◆ Directions for this task
Write the data out again, exactly as given.

** Opening Records for this task block **

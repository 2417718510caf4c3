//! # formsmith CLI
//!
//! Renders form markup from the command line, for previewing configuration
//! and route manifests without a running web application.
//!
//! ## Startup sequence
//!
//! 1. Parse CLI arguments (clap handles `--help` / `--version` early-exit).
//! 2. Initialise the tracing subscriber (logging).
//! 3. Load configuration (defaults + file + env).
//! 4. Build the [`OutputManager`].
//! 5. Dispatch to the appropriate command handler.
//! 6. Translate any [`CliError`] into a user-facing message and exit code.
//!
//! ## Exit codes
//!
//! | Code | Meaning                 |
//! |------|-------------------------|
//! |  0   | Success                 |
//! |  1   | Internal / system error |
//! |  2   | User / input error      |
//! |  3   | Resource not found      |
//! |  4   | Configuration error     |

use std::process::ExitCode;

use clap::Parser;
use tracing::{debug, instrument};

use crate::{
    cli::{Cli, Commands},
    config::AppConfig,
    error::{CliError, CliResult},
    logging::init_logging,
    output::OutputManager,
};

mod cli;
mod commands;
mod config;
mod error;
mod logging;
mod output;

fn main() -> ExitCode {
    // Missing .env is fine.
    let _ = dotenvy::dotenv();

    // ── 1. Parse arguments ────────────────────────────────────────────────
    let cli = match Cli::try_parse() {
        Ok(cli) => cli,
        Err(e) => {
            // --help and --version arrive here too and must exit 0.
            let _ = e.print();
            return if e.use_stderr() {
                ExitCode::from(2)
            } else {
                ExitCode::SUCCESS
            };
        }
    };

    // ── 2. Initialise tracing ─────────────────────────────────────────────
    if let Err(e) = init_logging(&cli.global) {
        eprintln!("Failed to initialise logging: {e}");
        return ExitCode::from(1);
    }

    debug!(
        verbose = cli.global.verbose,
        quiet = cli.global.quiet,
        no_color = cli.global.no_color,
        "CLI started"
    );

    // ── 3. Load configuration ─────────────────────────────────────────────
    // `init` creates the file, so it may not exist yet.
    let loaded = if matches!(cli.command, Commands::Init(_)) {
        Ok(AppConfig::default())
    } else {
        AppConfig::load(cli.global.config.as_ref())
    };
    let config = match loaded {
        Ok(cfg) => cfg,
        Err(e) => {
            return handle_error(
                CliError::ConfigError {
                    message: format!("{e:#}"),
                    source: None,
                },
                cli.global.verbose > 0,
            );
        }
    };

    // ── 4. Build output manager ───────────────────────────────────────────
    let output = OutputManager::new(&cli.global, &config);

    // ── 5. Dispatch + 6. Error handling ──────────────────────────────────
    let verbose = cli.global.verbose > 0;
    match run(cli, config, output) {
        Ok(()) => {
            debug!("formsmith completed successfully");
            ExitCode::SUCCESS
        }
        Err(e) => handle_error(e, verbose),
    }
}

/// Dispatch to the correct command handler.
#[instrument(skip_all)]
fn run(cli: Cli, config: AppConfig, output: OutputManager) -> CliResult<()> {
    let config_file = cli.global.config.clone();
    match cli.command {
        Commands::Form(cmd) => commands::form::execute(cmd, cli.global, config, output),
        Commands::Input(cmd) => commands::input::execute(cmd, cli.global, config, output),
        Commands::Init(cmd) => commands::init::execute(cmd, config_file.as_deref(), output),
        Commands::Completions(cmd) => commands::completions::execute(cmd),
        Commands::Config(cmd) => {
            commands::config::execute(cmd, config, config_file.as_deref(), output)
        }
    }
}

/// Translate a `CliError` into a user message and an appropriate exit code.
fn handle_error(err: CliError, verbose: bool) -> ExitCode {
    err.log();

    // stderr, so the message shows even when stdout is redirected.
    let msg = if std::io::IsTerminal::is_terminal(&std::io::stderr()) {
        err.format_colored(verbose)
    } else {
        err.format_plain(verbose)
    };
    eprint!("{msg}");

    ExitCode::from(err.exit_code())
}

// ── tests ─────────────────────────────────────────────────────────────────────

** Closing Records for this task block **

◆ Solution to this problem
repository 2417718510caf4c3
//! # formsmith CLI
//!
//! Renders form markup from the command line, for previewing configuration
//! and route manifests without a running web application.
//!
//! ## Startup sequence
//!
//! 1. Parse CLI arguments (clap handles `--help` / `--version` early-exit).
//! 2. Initialise the tracing subscriber (logging).
//! 3. Load configuration (defaults + file + env).
//! 4. Build the [`OutputManager`].
//! 5. Dispatch to the appropriate command handler.
//! 6. Translate any [`CliError`] into a user-facing message and exit code.
//!
//! ## Exit codes
//!
//! | Code | Meaning                 |
//! |------|-------------------------|
//! |  0   | Success                 |
//! |  1   | Internal / system error |
//! |  2   | User / input error      |
//! |  3   | Resource not found      |
//! |  4   | Configuration error     |

use std::process::ExitCode;

use clap::Parser;
use tracing::{debug, instrument};

use crate::{
    cli::{Cli, Commands},
    config::AppConfig,
    error::{CliError, CliResult},
    logging::init_logging,
    output::OutputManager,
};

mod cli;
mod commands;
mod config;
mod error;
mod logging;
mod output;

fn main() -> ExitCode {
    // Missing .env is fine.
    let _ = dotenvy::dotenv();

    // ── 1. Parse arguments ────────────────────────────────────────────────
    let cli = match Cli::try_parse() {
        Ok(cli) => cli,
        Err(e) => {
            // --help and --version arrive here too and must exit 0.
            let _ = e.print();
            return if e.use_stderr() {
                ExitCode::from(2)
            } else {
                ExitCode::SUCCESS
            };
        }
    };

    // ── 2. Initialise tracing ─────────────────────────────────────────────
    if let Err(e) = init_logging(&cli.global) {
        eprintln!("Failed to initialise logging: {e}");
        return ExitCode::from(1);
    }

    debug!(
        verbose = cli.global.verbose,
        quiet = cli.global.quiet,
        no_color = cli.global.no_color,
        "CLI started"
    );

    // ── 3. Load configuration ─────────────────────────────────────────────
    // `init` creates the file, so it may not exist yet.
    let loaded = if matches!(cli.command, Commands::Init(_)) {
        Ok(AppConfig::default())
    } else {
        AppConfig::load(cli.global.config.as_ref())
    };
    let config = match loaded {
        Ok(cfg) => cfg,
        Err(e) => {
            return handle_error(
                CliError::ConfigError {
                    message: format!("{e:#}"),
                    source: None,
                },
                cli.global.verbose > 0,
            );
        }
    };

    // ── 4. Build output manager ───────────────────────────────────────────
    let output = OutputManager::new(&cli.global, &config);

    // ── 5. Dispatch + 6. Error handling ──────────────────────────────────
    let verbose = cli.global.verbose > 0;
    match run(cli, config, output) {
        Ok(()) => {
            debug!("formsmith completed successfully");
            ExitCode::SUCCESS
        }
        Err(e) => handle_error(e, verbose),
    }
}

/// Dispatch to the correct command handler.
#[instrument(skip_all)]
fn run(cli: Cli, config: AppConfig, output: OutputManager) -> CliResult<()> {
    let config_file = cli.global.config.clone();
    match cli.command {
        Commands::Form(cmd) => commands::form::execute(cmd, cli.global, config, output),
        Commands::Input(cmd) => commands::input::execute(cmd, cli.global, config, output),
        Commands::Init(cmd) => commands::init::execute(cmd, config_file.as_deref(), output),
        Commands::Completions(cmd) => commands::completions::execute(cmd),
        Commands::Config(cmd) => {
            commands::config::execute(cmd, config, config_file.as_deref(), output)
        }
    }
}

/// Translate a `CliError` into a user message and an appropriate exit code.
fn handle_error(err: CliError, verbose: bool) -> ExitCode {
    err.log();

    // stderr, so the message shows even when stdout is redirected.
    let msg = if std::io::IsTerminal::is_terminal(&std::io::stderr()) {
        err.format_colored(verbose)
    } else {
        err.format_plain(verbose)
    };
    eprint!("{msg}");

    ExitCode::from(err.exit_code())
}

// ── tests ─────────────────────────────────────────────────────────────────────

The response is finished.